----- RAW DATA

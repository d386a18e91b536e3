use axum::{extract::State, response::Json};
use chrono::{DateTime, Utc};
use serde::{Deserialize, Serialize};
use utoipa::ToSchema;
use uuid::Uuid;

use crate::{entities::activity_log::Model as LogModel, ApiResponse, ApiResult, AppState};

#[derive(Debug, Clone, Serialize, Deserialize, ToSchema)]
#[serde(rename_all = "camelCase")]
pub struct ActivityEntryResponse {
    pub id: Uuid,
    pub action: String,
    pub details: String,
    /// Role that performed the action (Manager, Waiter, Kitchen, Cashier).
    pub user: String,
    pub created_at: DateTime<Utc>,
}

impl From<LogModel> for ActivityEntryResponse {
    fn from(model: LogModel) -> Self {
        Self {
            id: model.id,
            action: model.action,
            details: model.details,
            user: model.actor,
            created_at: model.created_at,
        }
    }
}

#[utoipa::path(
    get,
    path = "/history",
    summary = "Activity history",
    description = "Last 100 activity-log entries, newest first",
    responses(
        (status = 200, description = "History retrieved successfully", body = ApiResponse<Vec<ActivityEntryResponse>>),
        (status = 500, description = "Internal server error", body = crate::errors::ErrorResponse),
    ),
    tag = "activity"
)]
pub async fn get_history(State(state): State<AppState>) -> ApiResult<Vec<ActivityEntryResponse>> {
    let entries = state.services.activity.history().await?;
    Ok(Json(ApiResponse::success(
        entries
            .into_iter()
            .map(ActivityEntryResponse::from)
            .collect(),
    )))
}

----------
----- RAW DATA

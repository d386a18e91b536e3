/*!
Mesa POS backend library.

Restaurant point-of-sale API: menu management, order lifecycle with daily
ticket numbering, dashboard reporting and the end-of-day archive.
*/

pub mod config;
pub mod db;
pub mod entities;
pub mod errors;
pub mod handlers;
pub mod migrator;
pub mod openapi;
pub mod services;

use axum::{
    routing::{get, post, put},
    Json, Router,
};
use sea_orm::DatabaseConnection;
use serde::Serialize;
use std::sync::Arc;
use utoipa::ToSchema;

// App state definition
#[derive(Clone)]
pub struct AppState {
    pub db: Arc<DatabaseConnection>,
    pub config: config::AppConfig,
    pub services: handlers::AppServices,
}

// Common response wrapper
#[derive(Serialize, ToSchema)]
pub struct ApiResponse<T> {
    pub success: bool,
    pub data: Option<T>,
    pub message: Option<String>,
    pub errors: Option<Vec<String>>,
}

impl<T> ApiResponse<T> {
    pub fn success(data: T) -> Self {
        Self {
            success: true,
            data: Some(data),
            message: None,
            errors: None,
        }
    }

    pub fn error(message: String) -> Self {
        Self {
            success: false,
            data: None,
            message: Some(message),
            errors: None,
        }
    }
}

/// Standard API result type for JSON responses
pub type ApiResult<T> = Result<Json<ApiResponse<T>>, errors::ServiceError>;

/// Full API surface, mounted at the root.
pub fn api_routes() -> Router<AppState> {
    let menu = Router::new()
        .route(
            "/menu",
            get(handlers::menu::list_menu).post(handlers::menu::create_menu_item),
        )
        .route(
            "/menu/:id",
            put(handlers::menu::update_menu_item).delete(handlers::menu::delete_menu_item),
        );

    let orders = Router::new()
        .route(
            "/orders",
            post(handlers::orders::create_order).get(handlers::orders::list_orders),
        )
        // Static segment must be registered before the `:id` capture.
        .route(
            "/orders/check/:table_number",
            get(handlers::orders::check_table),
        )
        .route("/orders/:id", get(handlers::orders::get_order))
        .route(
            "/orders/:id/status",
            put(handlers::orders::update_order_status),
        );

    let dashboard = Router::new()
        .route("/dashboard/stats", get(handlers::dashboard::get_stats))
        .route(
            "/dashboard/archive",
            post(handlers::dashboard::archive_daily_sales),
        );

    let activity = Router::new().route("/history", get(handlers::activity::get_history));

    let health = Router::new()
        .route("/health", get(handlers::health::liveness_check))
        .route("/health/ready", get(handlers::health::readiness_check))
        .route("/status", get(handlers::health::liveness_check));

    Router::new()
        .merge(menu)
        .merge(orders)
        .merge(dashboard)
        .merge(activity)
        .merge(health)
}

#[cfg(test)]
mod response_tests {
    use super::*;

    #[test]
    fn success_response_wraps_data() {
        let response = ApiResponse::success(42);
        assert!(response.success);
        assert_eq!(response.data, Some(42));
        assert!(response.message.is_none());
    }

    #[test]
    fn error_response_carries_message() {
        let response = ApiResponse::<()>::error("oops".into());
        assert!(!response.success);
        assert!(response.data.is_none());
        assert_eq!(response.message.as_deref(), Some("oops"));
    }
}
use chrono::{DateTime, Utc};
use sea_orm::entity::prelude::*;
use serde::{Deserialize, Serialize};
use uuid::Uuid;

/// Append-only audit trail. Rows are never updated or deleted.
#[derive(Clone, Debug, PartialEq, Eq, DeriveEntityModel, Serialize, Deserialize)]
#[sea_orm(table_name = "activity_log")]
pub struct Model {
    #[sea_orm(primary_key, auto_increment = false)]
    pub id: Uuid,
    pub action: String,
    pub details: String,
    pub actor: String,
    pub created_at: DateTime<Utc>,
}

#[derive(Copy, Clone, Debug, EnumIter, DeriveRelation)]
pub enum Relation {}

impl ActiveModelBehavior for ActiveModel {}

----------

= TASK DETAILS =
Each line that holds the string "Router" is to be copied from the entries above.

= YOUR RESPONSE =
    Json, Router,
pub fn api_routes() -> Router<AppState> {
    let menu = Router::new()
    let orders = Router::new()
    let dashboard = Router::new()
    let activity = Router::new().route("/history", get(handlers::activity::get_history));
    let health = Router::new()
    Router::new()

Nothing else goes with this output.